Here are my 3 mistakes and what I would do differently:
Not getting my own domain – I should have bitten the bullet and secured a domain for my first blog the day I started.
- Choosing profitable topics rather than topics I was interested in – at one point I had 30 blogs, most of which I thought would be profitable. I couldn’t sustain them. I should have stuck to blogging about things I was interested in and passionate about.
- Expecting that good original content was enough to attract readers – I should have spent more time OFF my blog, interacting with people where they gathered, rather than having a ‘build it and they will come’ mentality.
So now it’s over to you. If you started your blog today, what would you do differently?
I’m looking forward to hearing your responses!
Thanks Darren for this remarkable summary. People must understand that social media is not designed to post only. The main purpose is to exchange with others, to be judged as a contributor and to gain (or not) credibility. Credibility comes with expertise, expertise comes with interest. This checks your last two points!
I am a total newby to blogging because we outsourced all our blogging setup to a company but we have decided to hire a full time writer who can get our opinions across and we manage the blog in house. We have been posting for several weeks but not seeing much traffic yet and wondered if you could provide some details on how we could start bringing in website traffic to our blog. Our content is really high quality and does provide very helpful tips in the form of top ten tips, how to’s etc etc.
Thanks in advance Darren
Here is what you can do:
1. Share your content on social media like twitter, facebook and google plus.
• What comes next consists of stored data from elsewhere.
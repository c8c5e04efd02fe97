//! Shared data structures for storage operations.

use std::collections::HashMap;

use bucket_view_common::StorageKey;
use serde::{Deserialize, Serialize};

/// Configuration settings for bucket access.
#[derive(Debug, Clone)]
pub struct StorageSettings {
    /// Bucket name.
    pub bucket: String,
    /// AWS region.
    pub region: String,
    /// AWS credentials (access key, secret key, session token).
    /// Uses the default credential chain when absent.
    pub credentials: Option<AwsCredentials>,
    /// Expected bucket owner account ID, checked by the service on every request.
    pub expected_bucket_owner: Option<String>,
}

impl Default for StorageSettings {
    fn default() -> Self {
        Self {
            bucket: String::new(),
            region: "us-west-2".into(),
            credentials: None,
            expected_bucket_owner: None,
        }
    }
}

impl StorageSettings {
    /// Create settings for a bucket with default region and credential chain.
    pub fn new(bucket: impl Into<String>) -> Self {
        Self {
            bucket: bucket.into(),
            ..Default::default()
        }
    }

    /// Set the AWS region.
    pub fn with_region(mut self, region: impl Into<String>) -> Self {
        self.region = region.into();
        self
    }

    /// Use static credentials instead of the default chain.
    pub fn with_credentials(mut self, credentials: AwsCredentials) -> Self {
        self.credentials = Some(credentials);
        self
    }

    /// Set the expected bucket owner.
    pub fn with_expected_bucket_owner(mut self, owner: impl Into<String>) -> Self {
        self.expected_bucket_owner = Some(owner.into());
        self
    }
}

/// AWS credentials.
#[derive(Debug, Clone)]
pub struct AwsCredentials {
    pub access_key_id: String,
    pub secret_access_key: String,
    pub session_token: Option<String>,
}

impl AwsCredentials {
    /// Create long-term credentials without a session token.
    pub fn new(access_key_id: impl Into<String>, secret_access_key: impl Into<String>) -> Self {
        Self {
            access_key_id: access_key_id.into(),
            secret_access_key: secret_access_key.into(),
            session_token: None,
        }
    }
}

/// Read permission requested by the caller for an upload.
///
/// Has no `Default`. Uploads take `Option<AccessLevel>` and reject `None`.
#[derive(Debug, Clone, Copy, PartialEq, Eq, Serialize, Deserialize)]
#[serde(rename_all = "lowercase")]
pub enum AccessLevel {
    /// Only the bucket owner can read the object.
    Private,
    /// Anyone can read the object.
    Public,
}

impl AccessLevel {
    /// Canned ACL applied to objects uploaded with this access level.
    pub fn acl(self) -> ObjectAcl {
        match self {
            AccessLevel::Private => ObjectAcl::BucketOwnerFullControl,
            AccessLevel::Public => ObjectAcl::PublicRead,
        }
    }
}

impl From<bool> for AccessLevel {
    /// `true` means public, matching a `public` flag.
    fn from(public: bool) -> Self {
        if public {
            AccessLevel::Public
        } else {
            AccessLevel::Private
        }
    }
}

/// Canned ACL sent with a put request.
#[derive(Debug, Clone, Copy, PartialEq, Eq, Serialize, Deserialize)]
#[serde(rename_all = "kebab-case")]
pub enum ObjectAcl {
    BucketOwnerFullControl,
    PublicRead,
}

impl ObjectAcl {
    /// Wire value of the canned ACL.
    pub fn as_str(self) -> &'static str {
        match self {
            ObjectAcl::BucketOwnerFullControl => "bucket-owner-full-control",
            ObjectAcl::PublicRead => "public-read",
        }
    }
}

/// Options for file listings.
#[derive(Debug, Clone, Copy, Default)]
pub struct ListOptions {
    /// Emit a header and every retained key to the output sink.
    pub verbose: bool,
}

impl ListOptions {
    /// Create options with default settings.
    pub fn new() -> Self {
        Self::default()
    }

    /// Set whether the listing is echoed to the output sink.
    pub fn with_verbose(mut self, verbose: bool) -> Self {
        self.verbose = verbose;
        self
    }
}

/// Result of a single upload.
#[derive(Debug, Clone)]
pub struct UploadResult {
    /// Key the object was written to.
    pub key: StorageKey,
    /// Bytes sent to the store.
    pub bytes_transferred: u64,
    /// ACL the object was written with.
    pub acl: ObjectAcl,
}

/// Response of an HTTP GET.
#[derive(Debug, Clone, Default)]
pub struct FetchedContent {
    /// Response body.
    pub body: Vec<u8>,
    /// Response headers keyed by lowercase name.
    headers: HashMap<String, String>,
}

impl FetchedContent {
    /// Create a response from a body and header pairs.
    ///
    /// Header names are lowercased; a repeated name keeps the last value.
    pub fn new<I, K, V>(body: Vec<u8>, headers: I) -> Self
    where
        I: IntoIterator<Item = (K, V)>,
        K: AsRef<str>,
        V: Into<String>,
    {
        let headers: HashMap<String, String> = headers
            .into_iter()
            .map(|(k, v)| (k.as_ref().to_ascii_lowercase(), v.into()))
            .collect();
        Self { body, headers }
    }

    /// Look up a header, ignoring case.
    pub fn header(&self, name: &str) -> Option<&str> {
        self.headers
            .get(&name.to_ascii_lowercase())
            .map(|v| v.as_str())
    }
}

#[cfg(test)]
mod tests {
    use super::*;

    #[test]
    fn test_access_level_acl() {
        assert_eq!(AccessLevel::Private.acl(), ObjectAcl::BucketOwnerFullControl);
        assert_eq!(AccessLevel::Public.acl(), ObjectAcl::PublicRead);
    }

    #[test]
    fn test_access_level_from_public_flag() {
        assert_eq!(AccessLevel::from(true), AccessLevel::Public);
        assert_eq!(AccessLevel::from(false), AccessLevel::Private);
    }

    #[test]
    fn test_object_acl_wire_values() {
        assert_eq!(
            ObjectAcl::BucketOwnerFullControl.as_str(),
            "bucket-owner-full-control"
        );
        assert_eq!(ObjectAcl::PublicRead.as_str(), "public-read");
    }

    #[test]
    fn test_object_acl_serde_matches_wire_values() {
        let json: String = serde_json::to_string(&ObjectAcl::PublicRead).unwrap();
        assert_eq!(json, "\"public-read\"");
        let level: AccessLevel = serde_json::from_str("\"private\"").unwrap();
        assert_eq!(level, AccessLevel::Private);
    }

    #[test]
    fn test_storage_settings_builder() {
        let settings = StorageSettings::new("my-bucket")
            .with_region("eu-central-1")
            .with_credentials(AwsCredentials::new("AKIA", "secret"))
            .with_expected_bucket_owner("123456789012");

        assert_eq!(settings.bucket, "my-bucket");
        assert_eq!(settings.region, "eu-central-1");
        assert!(settings.credentials.is_some());
        assert_eq!(settings.expected_bucket_owner.as_deref(), Some("123456789012"));
    }

    #[test]
    fn test_list_options_default_not_verbose() {
        assert!(!ListOptions::default().verbose);
        assert!(ListOptions::new().with_verbose(true).verbose);
    }

    #[test]
    fn test_fetched_content_header_case_insensitive() {
        let content = FetchedContent::new(
            b"data".to_vec(),
            vec![("Content-Disposition", "attachment; filename=\"a.txt\"")],
        );
        assert_eq!(
            content.header("content-disposition"),
            Some("attachment; filename=\"a.txt\"")
        );
        assert_eq!(
            content.header("CONTENT-DISPOSITION"),
            Some("attachment; filename=\"a.txt\"")
        );
        assert_eq!(content.header("content-type"), None);
    }
}
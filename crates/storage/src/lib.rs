//! Directory-relative access to an object storage bucket.
//!
//! This crate provides a platform-agnostic view over a flat bucket that
//! behaves like a filesystem rooted at a base directory. The bucket itself is
//! reached through the [`ObjectStore`] trait, implemented by:
//!
//! - **CRT Backend** - `bucket-view-storage-crt`, using the AWS SDK for Rust
//! - **Memory Backend** - [`MemoryObjectStore`], for tests and dry runs
//!
//! # Uploads
//!
//! Content can be uploaded from raw bytes, from base64 text (optionally a data
//! URL), or by downloading a URL through an [`HttpFetcher`]. Uploads from bytes
//! and base64 require an explicit [`AccessLevel`].

mod bucket_view;
mod error;
mod memory;
pub mod payload;
mod traits;
mod types;

pub use bucket_view::{BucketView, CONTENT_DISPOSITION};
pub use error::{BucketError, FetchError, StorageError};
pub use memory::{MemoryObjectStore, StoredObject};
pub use payload::{
    decode_base64_payload, filename_from_content_disposition, strip_data_url_prefix,
    untitled_filename,
};
pub use traits::{HttpFetcher, ObjectInfo, ObjectStore};
pub use types::{
    AccessLevel, AwsCredentials, FetchedContent, ListOptions, ObjectAcl, StorageSettings,
    UploadResult,
};
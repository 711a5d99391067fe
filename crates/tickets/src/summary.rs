use serde::{Deserialize, Serialize};

use cinema_core::Money;

use crate::category::TicketCategory;
use crate::policy::TicketPolicy;
use crate::request::TicketRequest;

/// Totals of one purchase, aggregated over all of its requests.
///
/// Derived on every call and never stored.
#[derive(Debug, Copy, Clone, Default, PartialEq, Eq, Serialize, Deserialize)]
pub struct PurchaseSummary {
    pub adult_tickets: u64,
    pub child_tickets: u64,
    pub infant_tickets: u64,
    pub total_tickets: u64,
    pub total_seats: u64,
    pub total_cost: Money,
}

impl PurchaseSummary {
    /// Aggregate `requests` in a single pass using the policy's category table.
    ///
    /// Request order does not affect the result. Returns `None` if any total
    /// overflows.
    pub fn from_requests<'a, I>(policy: &TicketPolicy, requests: I) -> Option<Self>
    where
        I: IntoIterator<Item = &'a TicketRequest>,
    {
        let mut summary = Self::default();

        for request in requests {
            let count = u64::from(request.count());
            let rule = policy.rule(request.category());

            let per_category = match request.category() {
                TicketCategory::Adult => &mut summary.adult_tickets,
                TicketCategory::Child => &mut summary.child_tickets,
                TicketCategory::Infant => &mut summary.infant_tickets,
            };
            *per_category = per_category.checked_add(count)?;

            summary.total_tickets = summary.total_tickets.checked_add(count)?;
            if rule.consumes_seat {
                summary.total_seats = summary.total_seats.checked_add(count)?;
            }
            summary.total_cost = summary
                .total_cost
                .checked_add(rule.price.checked_mul(count)?)?;
        }

        Some(summary)
    }

    /// At least one adult ticket with a non-zero count was requested.
    pub fn has_adult(&self) -> bool {
        self.adult_tickets > 0
    }

    pub fn count_of(&self, category: TicketCategory) -> u64 {
        match category {
            TicketCategory::Adult => self.adult_tickets,
            TicketCategory::Child => self.child_tickets,
            TicketCategory::Infant => self.infant_tickets,
        }
    }
}
use serde::{Deserialize, Serialize};

use cinema_core::{AccountId, ValueObject};

use crate::category::TicketCategory;
use crate::error::InvalidPurchaseRequest;

/// A request for `count` tickets of one category.
///
/// Immutable. Several requests for the same category may appear in one
/// purchase; their counts are summed.
#[derive(Debug, Copy, Clone, PartialEq, Eq, Hash, Serialize, Deserialize)]
pub struct TicketRequest {
    category: TicketCategory,
    count: u32,
}

impl TicketRequest {
    pub fn new(category: TicketCategory, count: u32) -> Self {
        Self { category, count }
    }

    pub fn adults(count: u32) -> Self {
        Self::new(TicketCategory::Adult, count)
    }

    pub fn children(count: u32) -> Self {
        Self::new(TicketCategory::Child, count)
    }

    pub fn infants(count: u32) -> Self {
        Self::new(TicketCategory::Infant, count)
    }

    pub fn category(&self) -> TicketCategory {
        self.category
    }

    pub fn count(&self) -> u32 {
        self.count
    }
}

impl ValueObject for TicketRequest {}

/// One purchase: a validated account plus its ticket requests.
///
/// Built per call and discarded afterwards; it has no identity of its own.
#[derive(Debug, Clone, PartialEq, Eq, Serialize, Deserialize)]
pub struct PurchaseOrder {
    account_id: AccountId,
    requests: Vec<TicketRequest>,
}

impl PurchaseOrder {
    /// Fails with [`InvalidPurchaseRequest::InvalidAccount`] for a zero or
    /// negative account id, before looking at the requests.
    pub fn new(
        account_id: i64,
        requests: impl IntoIterator<Item = TicketRequest>,
    ) -> Result<Self, InvalidPurchaseRequest> {
        let account_id = AccountId::new(account_id)
            .map_err(|_| InvalidPurchaseRequest::InvalidAccount { account_id })?;
        Ok(Self::for_account(account_id, requests))
    }

    pub fn for_account(
        account_id: AccountId,
        requests: impl IntoIterator<Item = TicketRequest>,
    ) -> Self {
        Self {
            account_id,
            requests: requests.into_iter().collect(),
        }
    }

    pub fn account_id(&self) -> AccountId {
        self.account_id
    }

    pub fn requests(&self) -> &[TicketRequest] {
        &self.requests
    }
}
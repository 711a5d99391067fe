//! Contracts for the external services a purchase is handed to.
//!
//! Implementations live outside this crate. Failures are reported as
//! `anyhow::Error`; the ticket service wraps them without inspecting them.

use std::sync::Arc;

use cinema_core::{AccountId, Money};

/// Reserves physical seats for an account.
pub trait SeatReservationService {
    fn reserve_seat(&self, account_id: AccountId, total_seats: u64) -> anyhow::Result<()>;
}

/// Takes payment from an account.
pub trait TicketPaymentService {
    fn make_payment(&self, account_id: AccountId, amount: Money) -> anyhow::Result<()>;
}

macro_rules! forward_collaborator {
    ($($ptr:ty),* $(,)?) => {
        $(
            impl<T: SeatReservationService + ?Sized> SeatReservationService for $ptr {
                fn reserve_seat(&self, account_id: AccountId, total_seats: u64) -> anyhow::Result<()> {
                    (**self).reserve_seat(account_id, total_seats)
                }
            }

            impl<T: TicketPaymentService + ?Sized> TicketPaymentService for $ptr {
                fn make_payment(&self, account_id: AccountId, amount: Money) -> anyhow::Result<()> {
                    (**self).make_payment(account_id, amount)
                }
            }
        )*
    };
}

forward_collaborator!(&T, Box<T>, Arc<T>);
//! Cinema ticket purchasing.
//!
//! Validates a purchase (account, ticket-count limit, adult accompaniment),
//! prices it, and hands the result to two external collaborators in a fixed
//! order: seats are reserved first, payment is taken second.
//!
//! The crate performs no IO of its own; seat reservation and payment live
//! behind [`SeatReservationService`] and [`TicketPaymentService`].

pub mod category;
pub mod collaborators;
pub mod error;
pub mod policy;
pub mod request;
pub mod service;
pub mod summary;

pub use category::TicketCategory;
pub use collaborators::{SeatReservationService, TicketPaymentService};
pub use error::{FulfillmentStage, InvalidPurchaseRequest, PurchaseError};
pub use policy::{CategoryRule, TicketPolicy};
pub use request::{PurchaseOrder, TicketRequest};
pub use service::{TicketService, TicketServiceImpl};
pub use summary::PurchaseSummary;

pub use cinema_core::{AccountId, Money};
//! Strongly-typed identifiers used across the domain.

use core::str::FromStr;
use serde::{Deserialize, Serialize};

use crate::error::{DomainError, DomainResult};

/// Identifier of a customer account making a purchase.
///
/// Always strictly positive; zero and negative values are rejected at
/// construction, so holding an `AccountId` means the account check has passed.
#[derive(Debug, Copy, Clone, PartialEq, Eq, PartialOrd, Ord, Hash, Serialize, Deserialize)]
#[serde(try_from = "i64", into = "i64")]
pub struct AccountId(i64);

impl AccountId {
    pub fn new(raw: i64) -> DomainResult<Self> {
        if raw <= 0 {
            return Err(DomainError::invalid_id(format!(
                "AccountId: must be positive, got {raw}"
            )));
        }
        Ok(Self(raw))
    }

    pub fn get(self) -> i64 {
        self.0
    }
}

impl core::fmt::Display for AccountId {
    fn fmt(&self, f: &mut core::fmt::Formatter<'_>) -> core::fmt::Result {
        core::fmt::Display::fmt(&self.0, f)
    }
}

impl TryFrom<i64> for AccountId {
    type Error = DomainError;

    fn try_from(value: i64) -> Result<Self, Self::Error> {
        Self::new(value)
    }
}

impl From<AccountId> for i64 {
    fn from(value: AccountId) -> Self {
        value.0
    }
}

impl FromStr for AccountId {
    type Err = DomainError;

    fn from_str(s: &str) -> Result<Self, Self::Err> {
        let raw = s
            .trim()
            .parse::<i64>()
            .map_err(|e| DomainError::invalid_id(format!("AccountId: {e}")))?;
        Self::new(raw)
    }
}
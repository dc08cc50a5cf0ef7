//! Tipos de dados para requisições e respostas da API de geração de texto
//! do Hugging Face Inference.
//!
//! A requisição segue o formato `{"inputs": ..., "parameters": {...}}`.
//! A resposta normalmente é `[{"generated_text": "..."}]`, mas o endpoint
//! pode devolver outros formatos; [`normalize_output`] reduz qualquer um
//! deles a texto simples.

use serde::{Deserialize, Serialize};
use serde_json::Value;

/// Corpo da requisição para `POST {endpoint}/{model}`.
#[derive(Debug, Clone, Serialize, Deserialize)]
pub struct GenerationRequest {
    /// Prompt completo enviado ao modelo.
    pub inputs: String,
    /// Parâmetros de decodificação.
    pub parameters: GenerationParameters,
}

/// Parâmetros de decodificação fixos para toda a execução.
#[derive(Debug, Clone, Copy, PartialEq, Serialize, Deserialize)]
pub struct GenerationParameters {
    /// Temperatura de amostragem (deve ser > 0 para este endpoint).
    pub temperature: f32,
    /// Limite máximo de tokens gerados.
    pub max_new_tokens: u32,
    /// Quando `false`, o endpoint não repete o prompt no início da resposta.
    pub return_full_text: bool,
}

impl GenerationParameters {
    pub fn new(temperature: f32, max_new_tokens: u32) -> Self {
        Self {
            temperature,
            max_new_tokens,
            return_full_text: false,
        }
    }
}

/// Corpo de erro devolvido pelo endpoint, ex.: `{"error": "Model is loading"}`.
#[derive(Debug, Clone, Deserialize)]
pub struct ErrorBody {
    pub error: String,
}

/// Reduz a resposta bruta do endpoint a texto simples, sem espaços nas bordas.
///
/// Texto é usado como está. Objetos (ou listas de objetos) com o campo
/// `generated_text` usam esse campo. Qualquer outro valor é convertido para
/// sua representação textual JSON.
pub fn normalize_output(raw: &Value) -> String {
    let text = match raw {
        Value::String(s) => s.clone(),
        Value::Array(items) => items
            .first()
            .and_then(generated_text)
            .map(str::to_string)
            .unwrap_or_else(|| raw.to_string()),
        Value::Object(_) => generated_text(raw)
            .map(str::to_string)
            .unwrap_or_else(|| raw.to_string()),
        other => other.to_string(),
    };
    text.trim().to_string()
}

fn generated_text(value: &Value) -> Option<&str> {
    value.get("generated_text")?.as_str()
}
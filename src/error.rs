use std::path::PathBuf;

use thiserror::Error;

use crate::inference::EndpointError;
use crate::pipeline::{Slot, Stage};

/// Fatal errors that end a tailoring run.
///
/// Write failures are deliberately absent: they are reported through
/// [`WriteStatus`](crate::capability::WriteStatus) and never abort a run.
#[derive(Debug, Error)]
pub enum TailorError {
    #[error("Failed to read {}", .path.display())]
    Read {
        path: PathBuf,
        #[source]
        source: std::io::Error,
    },

    #[error("Text generation failed")]
    Endpoint(#[from] EndpointError),

    #[error("Stage {stage} requires `{slot}`, which has not been set")]
    MissingSlot { stage: Stage, slot: Slot },

    #[error("Config error: {0}")]
    Config(String),
}

impl TailorError {
    /// True when the run failed because an input file does not exist.
    pub fn is_not_found(&self) -> bool {
        matches!(self, TailorError::Read { source, .. } if source.kind() == std::io::ErrorKind::NotFound)
    }
}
2. Build links to your website
3. Focus on onpage seo (just search onpage seo optimizations tips in google and you will learn a lot)
@ Arun, I do completely agree with you. Generally most people are seen to flooding the social media with what they have to say and keep posting their articles and links but finally fail to draw attention of the fellow members. They should learn the netiquette of Social Media. You can draw attention quickly when you reply other’s question in their comments instead of keep sharing your own articles. There should be an optimum balance between sharing your own posts and replying other people’s queries to set yourself as an expert in the niche. When people will start taking you as an expert, it will be more easier to enjoy the benefits of social media.
I made a plenty mistakes when I started blogging. I would say that the biggest one was trying to work hard instead of working on things that provided value. I probably spent hours every day writing articles to submit to article directories and trolling for high pagerank web pages to comment on for links. I have since learned to focus on priorities and do things that achieve results.
This is an excellent comment. So much time wasted!!!
I shouldn’t be here, commenting, because I don’t have a blog. But since I am here, would you please explain what you mean by “not getting/securing by own domain”?
Oops… typing mistake. I meant “…securing MY own domain”.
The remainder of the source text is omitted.